Reference-based RNAseq
In the last years, an increasing number of genomic and transcriptomic resources are available for many plant and animal species. Therefore, reference-based RNAseq is expected to become a usual practice not only for model species. NGScloud2 includes a workflow to accomplish read pre-processing, read alignment, reference-guided assembly, quantitation, differential expression and variant calling (Fig. 3). Read pre-processing is done with the same tools as for de novo RNAseq (Trimmomatic and cutadapt). Read alignment to a reference genome assembly can be performed with Bowtie2, or with popular splice-aware aligners: Hisat2 (Kim et al., 2019), TopHat2 (Kim et al., 2013), STAR (Dobin et al., 2013) or GSNAP (Wu et al., 2016). Moreover, trancriptome alignments can also be run against a reference genome using GMAP (Wu et al., 2016). After read alignment, a transcriptome can be assembled using Cufflinks-Cuffmerge (Trapnell et al., 2012). Reference-guided de novo assembly can also be performed with Trinity’s genome guided version (Haas et al., 2013). Transcript or isoform abundance can be quantified with Cuffquant (Trapnell et al., 2012) or HT-seq-count (Anders, Pyl & Huber, 2015), and differential expression analysis can be run with Cuffdiff and Cuffnorm (Trapnell et al., 2012), or the expression matrix can be downloaded to run locally more up-to-date differential expression packages, such as DESeq2 (Love, Huber & Anders, 2014) or edgeR (Robinson, McCarthy & Smyth, 2010). A variant calling step that operates in a similar way than for de novo RNAseq is also included.
RADseq
Another major novelty in NGScloud2 is the possibility of running RADseq bioinformatics workflows. This reduced genome representation methodology and its derivates (e.g., ddRADseq) are used to find out polymorphism in specific genomic regions nearby restriction enzyme cut sites in populations of multiple individuals, and has revealed powerful in phylogenetics, population genetics, and association mapping studies, among others (Andrews et al., 2016). In NGScloud2, we have included ddRADseqTools (Mora-Márquez et al., 2017) and RADdesigner (Guillardín-Calvo et al., 2019) to assess the optimal experimental design of a RADseq experiment, i.e., to choose the enzyme combinations, simulate the effect of allele dropout and PCR duplicates on coverage, quantify genotyping errors, optimize polymorphism detection parameters or determine sequencing depth coverage.
The workflow of RADseq data in NGScloud2 allows to analyze the data using two strategies (Fig. 4). RADseq libraries can be mapped with Bowtie2, GSNAP or HISAT2 to an available genome or pseudogenome assembly. The pseudogenome can be assembled using the same (or complementary) reads with SOAPdenovo2 genomic assembler (Luo et al., 2012), or with the Starcode sequence clusterizer (Zorita, Cuscó & Filion, 2015). After read mapping, variant calling is performed in a similar way than for de novo RNAseq.

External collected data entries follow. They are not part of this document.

// ─── Crossover ───────────────────────────────────────────────────────────

/// Produce a child by uniform crossover of two parents.
///
/// Each gene is drawn from one parent by a fair coin flip; genes present
/// only in `first` fall back to the `first` copy. The child's generation is
/// one past the older parent and both parent hashes are recorded.
pub fn uniform_crossover(
    first: &ComponentGenome,
    second: &ComponentGenome,
    rng: &mut XorShiftRng,
    now_secs: u64,
) -> ComponentGenome {
    let mut genes = first.genes.clone();
    for (name, gene) in genes.iter_mut() {
        if let Some(other) = second.gene(name) {
            if rng.next_index(2) == 1 {
                *gene = other.clone();
            }
        }
    }

    first.child(
        genes,
        first.generation.max(second.generation) + 1,
        vec![first.hash(), second.hash()],
        now_secs,
    )
}

// ─── Tests ───────────────────────────────────────────────────────────────

#[cfg(test)]
mod tests {
    use super::*;

    fn genome_with(genes: &[(&str, Gene)]) -> ComponentGenome {
        let mut genome = ComponentGenome::new("cache", 100);
        for (name, gene) in genes {
            genome = genome.with_gene(*name, gene.clone());
        }
        genome
    }

    fn always_mutate() -> EvolutionConfig {
        EvolutionConfig {
            gene_mutation_rate: 1.0,
            ..EvolutionConfig::default()
        }
    }

    fn never_mutate() -> EvolutionConfig {
        EvolutionConfig {
            gene_mutation_rate: 0.0,
            ..EvolutionConfig::default()
        }
    }

    // ── RNG ──────────────────────────────────────────────────────────────

    #[test]
    fn test_rng_is_deterministic_for_same_seed() {
        let mut a = XorShiftRng::new(123);
        let mut b = XorShiftRng::new(123);
        for _ in 0..100 {
            assert_eq!(a.next_u64(), b.next_u64());
        }
    }

    #[test]
    fn test_rng_zero_seed_is_coerced() {
        let mut rng = XorShiftRng::new(0);
        // A zero state would stay at zero forever.
        assert_ne!(rng.next_u64(), 0);
    }

    #[test]
    fn test_rng_next_f64_in_unit_interval() {
        let mut rng = XorShiftRng::new(7);
        for _ in 0..1_000 {
            let x = rng.next_f64();
            assert!((0.0..1.0).contains(&x), "out of range: {x}");
        }
    }

    #[test]
    fn test_rng_next_index_respects_modulus() {
        let mut rng = XorShiftRng::new(9);
        for _ in 0..1_000 {
            assert!(rng.next_index(5) < 5);
        }
        assert_eq!(rng.next_index(0), 0);
    }

    // ── Mutation ─────────────────────────────────────────────────────────

    #[test]
    fn test_mutate_unbounded_numeric_moves_in_direction() {
        let parent = genome_with(&[("batch_size", Gene::numeric(64.0))]);
        let mut rng = XorShiftRng::new(42);

        let up = mutate(&parent, &always_mutate(), &mut rng, 1.0, 200);
        let up_value = up.gene("batch_size").and_then(Gene::as_f64).unwrap();
        assert!(up_value >= 64.0, "direction +1 should not decrease: {up_value}");

        let down = mutate(&parent, &always_mutate(), &mut rng, -1.0, 200);
        let down_value = down.gene("batch_size").and_then(Gene::as_f64).unwrap();
        assert!(down_value <= 64.0, "direction -1 should not increase: {down_value}");
    }

    #[test]
    fn test_mutate_bounded_numeric_stays_in_bounds() {
        let parent = genome_with(&[("timeout", Gene::numeric_bounded(5.0, 1.0, 10.0))]);
        let mut rng = XorShiftRng::new(42);
        for _ in 0..50 {
            let child = mutate(&parent, &always_mutate(), &mut rng, 1.0, 200);
            let value = child.gene("timeout").and_then(Gene::as_f64).unwrap();
            assert!((1.0..=10.0).contains(&value), "out of bounds: {value}");
        }
    }

    #[test]
    fn test_mutate_flips_boolean() {
        let parent = genome_with(&[("compression", Gene::boolean(true))]);
        let mut rng = XorShiftRng::new(42);
        let child = mutate(&parent, &always_mutate(), &mut rng, 1.0, 200);
        assert_eq!(child.gene("compression").and_then(Gene::as_bool), Some(false));
    }

    #[test]
    fn test_mutate_categorical_picks_other_choice() {
        let parent = genome_with(&[(
            "eviction",
            Gene::categorical("lru", vec!["lru".into(), "lfu".into(), "fifo".into()]),
        )]);
        let mut rng = XorShiftRng::new(42);
        for _ in 0..20 {
            let child = mutate(&parent, &always_mutate(), &mut rng, 1.0, 200);
            let value = child.gene("eviction").and_then(Gene::as_str).unwrap();
            assert_ne!(value, "lru");
            assert!(["lfu", "fifo"].contains(&value));
        }
    }

    #[test]
    fn test_mutate_single_choice_categorical_is_unchanged() {
        let parent = genome_with(&[("mode", Gene::categorical("fixed", vec!["fixed".into()]))]);
        let mut rng = XorShiftRng::new(42);
        let child = mutate(&parent, &always_mutate(), &mut rng, 1.0, 200);
        assert_eq!(child.gene("mode").and_then(Gene::as_str), Some("fixed"));
    }

    #[test]
    fn test_mutate_forces_at_least_one_change() {
        let parent = genome_with(&[
            ("batch_size", Gene::numeric(64.0)),
            ("compression", Gene::boolean(true)),
        ]);
        let mut rng = XorShiftRng::new(42);
        // Per-gene rate 0 would otherwise leave the child identical.
        let child = mutate(&parent, &never_mutate(), &mut rng, 1.0, 200);
        assert_ne!(child.hash(), parent.hash());
    }

    #[test]
    fn test_mutate_skips_immovable_genes_in_forced_pass() {
        let parent = genome_with(&[
            ("zero", Gene::numeric(0.0)),
            ("mode", Gene::categorical("fixed", vec!["fixed".into()])),
            ("compression", Gene::boolean(false)),
        ]);
        let mut rng = XorShiftRng::new(42);
        for _ in 0..10 {
            let child = mutate(&parent, &never_mutate(), &mut rng, 1.0, 200);
            // Only the boolean can move, so the forced pass must hit it.
            assert_eq!(child.gene("compression").and_then(Gene::as_bool), Some(true));
            assert_eq!(child.gene("zero").and_then(Gene::as_f64), Some(0.0));
        }
    }

    #[test]
    fn test_mutate_with_no_movable_genes_returns_copy() {
        let parent = genome_with(&[("zero", Gene::numeric(0.0))]);
        let mut rng = XorShiftRng::new(42);
        let child = mutate(&parent, &never_mutate(), &mut rng, 1.0, 200);
        assert_eq!(child.hash(), parent.hash());
    }

    #[test]
    fn test_mutate_records_lineage() {
        let parent = genome_with(&[("batch_size", Gene::numeric(64.0))]);
        let mut rng = XorShiftRng::new(42);
        let child = mutate(&parent, &always_mutate(), &mut rng, 1.0, 200);
        assert_eq!(child.generation, parent.generation + 1);
        assert_eq!(child.parents, vec![parent.hash()]);
        assert_eq!(child.component_id, parent.component_id);
        assert_eq!(child.created_at_secs, 200);
        assert!(child.fitness.is_none());
    }

    #[test]
    fn test_mutate_is_deterministic_for_same_seed() {
        let parent = genome_with(&[
            ("batch_size", Gene::numeric(64.0)),
            ("timeout", Gene::numeric_bounded(5.0, 1.0, 10.0)),
            ("compression", Gene::boolean(true)),
        ]);
        let mut rng_a = XorShiftRng::new(55);
        let mut rng_b = XorShiftRng::new(55);
        let a = mutate(&parent, &always_mutate(), &mut rng_a, 1.0, 200);
        let b = mutate(&parent, &always_mutate(), &mut rng_b, 1.0, 200);
        assert_eq!(a.hash(), b.hash());
    }

    // ── Crossover ────────────────────────────────────────────────────────

    #[test]
    fn test_crossover_every_gene_comes_from_a_parent() {
        let first = genome_with(&[
            ("batch_size", Gene::numeric(64.0)),
            ("compression", Gene::boolean(true)),
            ("eviction", Gene::categorical("lru", vec!["lru".into(), "lfu".into()])),
        ]);
        let second = genome_with(&[
            ("batch_size", Gene::numeric(128.0)),
            ("compression", Gene::boolean(false)),
            ("eviction", Gene::categorical("lfu", vec!["lru".into(), "lfu".into()])),
        ]);
        let mut rng = XorShiftRng::new(42);

        for _ in 0..20 {
            let child = uniform_crossover(&first, &second, &mut rng, 300);
            for (name, gene) in &child.genes {
                let from_first = first.gene(name) == Some(gene);
                let from_second = second.gene(name) == Some(gene);
                assert!(from_first || from_second, "gene {name} matches neither parent");
            }
        }
    }

    #[test]
    fn test_crossover_mixes_both_parents_eventually() {
        let first = genome_with(&[
            ("a", Gene::numeric(1.0)),
            ("b", Gene::numeric(1.0)),
            ("c", Gene::numeric(1.0)),
            ("d", Gene::numeric(1.0)),
        ]);
        let second = genome_with(&[
            ("a", Gene::numeric(2.0)),
            ("b", Gene::numeric(2.0)),
            ("c", Gene::numeric(2.0)),
            ("d", Gene::numeric(2.0)),
        ]);
        let mut rng = XorShiftRng::new(42);

        let mut saw_first = false;
        let mut saw_second = false;
        for _ in 0..20 {
            let child = uniform_crossover(&first, &second, &mut rng, 300);
            for gene in child.genes.values() {
                match gene.as_f64() {
                    Some(v) if (v - 1.0).abs() < f64::EPSILON => saw_first = true,
                    Some(v) if (v - 2.0).abs() < f64::EPSILON => saw_second = true,
                    _ => {}
                }
            }
        }
        assert!(saw_first && saw_second, "coin flip never mixed parents");
    }

    #[test]
    fn test_crossover_missing_gene_falls_back_to_first_parent() {
        let first = genome_with(&[
            ("batch_size", Gene::numeric(64.0)),
            ("only_in_first", Gene::boolean(true)),
        ]);
        let second = genome_with(&[("batch_size", Gene::numeric(128.0))]);
        let mut rng = XorShiftRng::new(42);
        let child = uniform_crossover(&first, &second, &mut rng, 300);
        assert_eq!(child.gene("only_in_first").and_then(Gene::as_bool), Some(true));
    }

    #[test]
    fn test_crossover_records_both_parents_and_max_generation() {
        let first = genome_with(&[("batch_size", Gene::numeric(64.0))]);
        let mut second = genome_with(&[("batch_size", Gene::numeric(128.0))]);
        second.generation = 5;
        let mut rng = XorShiftRng::new(42);

        let child = uniform_crossover(&first, &second, &mut rng, 300);
        assert_eq!(child.generation, 6);
        assert_eq!(child.parents, vec![first.hash(), second.hash()]);
        assert_eq!(child.created_at_secs, 300);
    }
}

The alternative is to perform read clusterization, filtering and variant calling in a single step with the robust iPyrad pipeline (Eaton & Overcast, 2020).
Functional annotation
As a last improvement over the original version, NGScloud2 encapsulates our standalone application TOA (Taxonomy-oriented annotation) (Mora-Márquez et al., 2021), so it can run in EC2. This application automates the extraction of functional information from genomic databases, both plant specific (PLAZA) and general-purpose genomic databases (NCBI RefSeq and NR/NT), and the annotation of sequences (Fig. 5). TOA is a good complement for both RNAseq and ddRADseq workflows in non-model plant species that has shown optimal performance in AWS’s EC2 cloud. TOA aims to establish workflows geared towards woody plant species that automate the extraction of information from genomic databases and the annotation of sequences. TOA uses the following databases: Dicots PLAZA 4.0, Monocots PLAZA 4.0, Gymno PLAZA 1.0, NCBI RefSeq Plant and NCBI Nucleotide Database (NT) and NCBI Non-Redundant Protein Sequence Database (NR). Although TOA was primarily designed to work with woody plant species, it can also be used in the analysis of experiments on any type of plant organism. Additionally, NCBI Gene, InterPro and Gene Ontology (http://geneontology.org/) databases are also used to complete the information.
NGShelper
Besides the cloud infrastructure deployed in NGScloud2, we have included a companion package, NGShelper that contains Python utilities to post-process the output of NGScloud2 pipelines. The package contains some Bash (Linux) and Bat (Windows) scripts to facilitate running the Python3 programs.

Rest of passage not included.